**WHAT TO DO**
Of all the lines below, return only those starting with the line holding "let mut parts" and going on through the line holding "if use_suffix &&", exactly as written.

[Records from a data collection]

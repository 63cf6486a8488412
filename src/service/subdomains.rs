//! Random and custom subdomain names under Dynu's shared parent domains.

use rand::Rng;
use rand::seq::IndexedRandom;
use serde::Serialize;
use std::collections::HashSet;

use crate::error::DeskError;

pub const MAX_GENERATED: usize = 50;
const MAX_LABEL_LEN: usize = 63;

pub const MAIN_DOMAINS: &[&str] = &[
    "accesscam.org",
    "camdvr.org",
    "casacam.net",
    "ddnsfree.com",
    "ddnsgeek.com",
    "freeddns.org",
    "giize.com",
    "gleeze.com",
    "kozow.com",
    "loseyourip.com",
    "mywire.org",
    "ooguy.com",
    "theworkpc.com",
    "webredirect.org",
    "1cooldns.com",
    "bumbleshrimp.com",
    "dynu.net",
    "dynuddns.com",
    "ddnsguru.com",
    "mysynology.net",
];

const PREFIXES: &[&str] = &[
    "my", "home", "office", "work", "dev", "test", "demo", "app", "web", "api", "secure",
    "private", "public", "main", "primary", "backup", "temp", "local", "remote", "cloud",
    "mobile", "desktop", "server", "client", "admin", "user", "guest", "live", "stage", "prod",
    "beta", "alpha", "v1", "v2", "new", "old",
];

const WORDS: &[&str] = &[
    "camera", "monitor", "device", "system", "network", "server", "client", "hub", "gateway",
    "router", "switch", "access", "control", "security", "stream", "video", "audio", "data",
    "file", "backup", "storage", "cloud", "sync", "share", "connect", "link", "bridge", "tunnel",
    "proxy", "cache", "queue", "service", "app", "tool", "utility", "helper", "manager",
    "viewer", "editor", "player", "recorder", "scanner", "detector", "sensor", "alarm", "alert",
    "notify", "message", "mail", "chat", "voice", "call", "meeting", "conference",
];

const SUFFIXES: &[&str] = &[
    "cam", "dvr", "nvr", "cctv", "ip", "hd", "4k", "pro", "plus", "max", "mini", "lite", "basic",
    "advanced", "premium", "standard", "custom", "special", "secure", "safe", "guard", "watch",
    "view", "see", "look", "eye", "lens", "focus", "zoom", "pan", "tilt", "fixed", "mobile",
    "wireless", "wired", "indoor", "outdoor", "night", "day", "auto", "manual", "smart", "ai",
    "cloud", "local", "remote", "direct", "live", "record", "playback", "archive",
];

#[derive(Debug, Clone, PartialEq, Eq, Serialize)]
pub struct Suggestion {
    pub subdomain: String,
    pub main_domain: String,
    pub full_domain: String,
}

#[derive(Debug, Clone, Copy, Default)]
pub struct SubdomainGenerator;

impl SubdomainGenerator {
    pub fn main_domains(&self) -> &'static [&'static str] {
        MAIN_DOMAINS
    }

    /// A dash-joined label: always one word, plus an optional prefix and suffix.
    /// A lone word always gets one of the two added.
    pub fn generate_name<R: Rng + ?Sized>(
        &self,
        rng: &mut R,
        use_prefix: bool,
        use_suffix: bool,
    ) -> String {
        let mut parts = Vec::with_capacity(3);
        if use_prefix && rng.random_bool(0.5) {
            parts.push(pick(rng, PREFIXES));
        }
        parts.push(pick(rng, WORDS));
        if use_suffix && rng.random_bool(0.5) {
            parts.push(pick(rng, SUFFIXES));
        }
        if parts.len() == 1 {
            if rng.random_bool(0.5) {
                parts.insert(0, pick(rng, PREFIXES));
            } else {
                parts.push(pick(rng, SUFFIXES));
            }
        }
        parts.join("-")
    }

    /// Up to `count` (capped at 50) distinct names under `main_domain`.
    pub fn generate<R: Rng + ?Sized>(
        &self,
        rng: &mut R,
        main_domain: &str,
        count: usize,
        use_prefix: bool,
        use_suffix: bool,
    ) -> Result<Vec<String>, DeskError> {
        let main_domain = ensure_main_domain(main_domain)?;
        let count = count.min(MAX_GENERATED);

        let mut seen = HashSet::new();
        let mut out = Vec::with_capacity(count);
        for _ in 0..count.saturating_mul(3) {
            if out.len() >= count {
                break;
            }
            let full = format!(
                "{}.{main_domain}",
                self.generate_name(rng, use_prefix, use_suffix)
            );
            if seen.insert(full.clone()) {
                out.push(full);
            }
        }
        Ok(out)
    }

    /// Sanitize a user-chosen label and attach it to `main_domain`.
    pub fn custom(&self, name: &str, main_domain: &str) -> Result<String, DeskError> {
        let main_domain = ensure_main_domain(main_domain)?;
        if name.trim().is_empty() {
            return Err(DeskError::Validation(
                "Subdomain name cannot be empty".to_string(),
            ));
        }

        let mut label = String::with_capacity(name.len());
        for c in name.trim().to_lowercase().chars() {
            let c = if c.is_ascii_lowercase() || c.is_ascii_digit() {
                c
            } else {
                '-'
            };
            if c == '-' && label.ends_with('-') {
                continue;
            }
            label.push(c);
        }
        let label = label.trim_matches('-');

        if label.is_empty() {
            return Err(DeskError::Validation(
                "Subdomain name contains only invalid characters".to_string(),
            ));
        }
        if label.len() > MAX_LABEL_LEN {
            return Err(DeskError::Validation(format!(
                "Subdomain name is too long (max {MAX_LABEL_LEN} characters)"
            )));
        }
        Ok(format!("{label}.{main_domain}"))
    }

    pub fn suggestions<R: Rng + ?Sized>(&self, rng: &mut R, count: usize) -> Vec<Suggestion> {
        (0..count)
            .map(|_| {
                let main_domain = pick(rng, MAIN_DOMAINS).to_string();
                let subdomain = self.generate_name(rng, true, true);
                Suggestion {
                    full_domain: format!("{subdomain}.{main_domain}"),
                    subdomain,
                    main_domain,
                }
            })
            .collect()
    }
}

fn ensure_main_domain(main_domain: &str) -> Result<&'static str, DeskError> {
    let wanted = main_domain.trim();
    MAIN_DOMAINS
        .iter()
        .copied()
        .find(|d| d.eq_ignore_ascii_case(wanted))
        .ok_or_else(|| {
            DeskError::Validation(format!(
                "Main domain '{wanted}' is not in the allowed list"
            ))
        })
}

fn pick<R: Rng + ?Sized>(rng: &mut R, items: &[&'static str]) -> &'static str {
    items.choose(rng).copied().unwrap_or_default()
}

#[cfg(test)]
mod tests {
    use super::*;
    use rand::SeedableRng;
    use rand::rngs::StdRng;

    #[test]
    fn generated_names_have_two_or_three_parts() {
        let mut rng = StdRng::seed_from_u64(7);
        let generator = SubdomainGenerator;
        for _ in 0..200 {
            let name = generator.generate_name(&mut rng, true, true);
            let parts = name.split('-').count();
            assert!((2..=3).contains(&parts), "{name}");
        }
    }

    #[test]
    fn generate_is_unique_capped_and_scoped() {
        let mut rng = StdRng::seed_from_u64(42);
        let generator = SubdomainGenerator;
        let names = generator
            .generate(&mut rng, "dynu.net", 500, true, true)
            .expect("allowed main domain");
        assert!(!names.is_empty());
        assert!(names.len() <= MAX_GENERATED);
        assert!(names.iter().all(|n| n.ends_with(".dynu.net")));
        let distinct: HashSet<_> = names.iter().collect();
        assert_eq!(distinct.len(), names.len());
    }

    #[test]
    fn unknown_main_domain_is_rejected() {
        let mut rng = StdRng::seed_from_u64(1);
        let generator = SubdomainGenerator;
        assert!(matches!(
            generator.generate(&mut rng, "example.com", 3, true, true),
            Err(DeskError::Validation(_))
        ));
        assert!(generator.custom("cam", "example.com").is_err());
    }

    #[test]
    fn custom_names_are_sanitized() {
        let generator = SubdomainGenerator;
        assert_eq!(
            generator.custom("  My Cool__Cam!! ", "mywire.org").expect("valid"),
            "my-cool-cam.mywire.org"
        );
        assert!(matches!(
            generator.custom("", "mywire.org"),
            Err(DeskError::Validation(_))
        ));
        assert!(generator.custom("***", "mywire.org").is_err());
        assert!(generator.custom(&"a".repeat(64), "mywire.org").is_err());
        assert!(generator.custom(&"a".repeat(63), "mywire.org").is_ok());
    }

    #[test]
    fn suggestions_use_listed_main_domains() {
        let mut rng = StdRng::seed_from_u64(3);
        let suggestions = SubdomainGenerator.suggestions(&mut rng, 5);
        assert_eq!(suggestions.len(), 5);
        for s in suggestions {
            assert!(MAIN_DOMAINS.contains(&s.main_domain.as_str()));
            assert_eq!(s.full_domain, format!("{}.{}", s.subdomain, s.main_domain));
        }
    }
}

**RESULT FOR THIS EXERCISE**
        let mut parts = Vec::with_capacity(3);
        if use_prefix && rng.random_bool(0.5) {
            parts.push(pick(rng, PREFIXES));
        }
        parts.push(pick(rng, WORDS));
        if use_suffix && rng.random_bool(0.5) {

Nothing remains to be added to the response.